Add fast huf_dec with generic C and tuned aarch64 assembly #3155

JunHe77 · 2022-06-07T07:52:05Z

This includes implementations of a generic C version of fast decode and a tuned 4x1 assembly version for Arm.
For silesia, observed 3.9% for sao, ~2% for mozilla/ooffice/osdb/x-ray.
As the author of the original algorithm, could you pls help to review this, @terrelln ? Thanks a lot.

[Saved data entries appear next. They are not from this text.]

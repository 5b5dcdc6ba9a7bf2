//! Boundaries the capturer delegates to

use async_trait::async_trait;
use media_protocol::{CropAndResizeMessage, CropAndResizeResponse, VideoCommand};

use crate::CaptureResult;

/// Renders the visible contents of a tab
#[async_trait]
pub trait TabRenderer: Send + Sync {
    /// Snapshot the tab as a data URL.
    ///
    /// Fails with [`crate::CaptureError::RendererFailure`] when the tab is
    /// gone or cannot be rendered.
    async fn render_snapshot(&self, target_id: u32) -> CaptureResult<String>;
}

/// Crops and scales a snapshot, performed by the video surface inside the tab
#[async_trait]
pub trait CropResizeService: Send + Sync {
    /// Send the command to the surface identified by `(target_id, source_id)`.
    ///
    /// Any transport error surfaces as
    /// [`crate::CaptureError::CropServiceFailure`].
    async fn crop_and_resize(
        &self,
        target_id: u32,
        source_id: &str,
        command: VideoCommand<CropAndResizeMessage>,
    ) -> CaptureResult<CropAndResizeResponse>;
}

/// Read-only view of the settings the capturer consults
pub trait CaptureSettings: Send + Sync {
    /// Read on every capture, never cached
    fn should_crop_screenshots(&self) -> bool;
}

impl<F> CaptureSettings for F
where
    F: Fn() -> bool + Send + Sync,
{
    fn should_crop_screenshots(&self) -> bool {
        self()
    }
}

The is C version of the fast decompression algorithm implemented in huf_decompress_amd64.S. Signed-off-by: Jun He <[email protected]> Change-Id: I964b109f4fd7fc9ca256b280e9add37c84f2e597

This is based on the fast HUF_4x1 decoding firstly introduced by Nick Terrell. It is manually tuned to balance performance across various Arm micro-architectures including N1/A72/A57. Signed-off-by: Jun He <[email protected]> Change-Id: I2de7afd44a4b43cfbedc80747aef4a36c6ae35eb

terrelln · 2022-07-29T17:30:45Z

Whats the difference between the C version and the ASM version?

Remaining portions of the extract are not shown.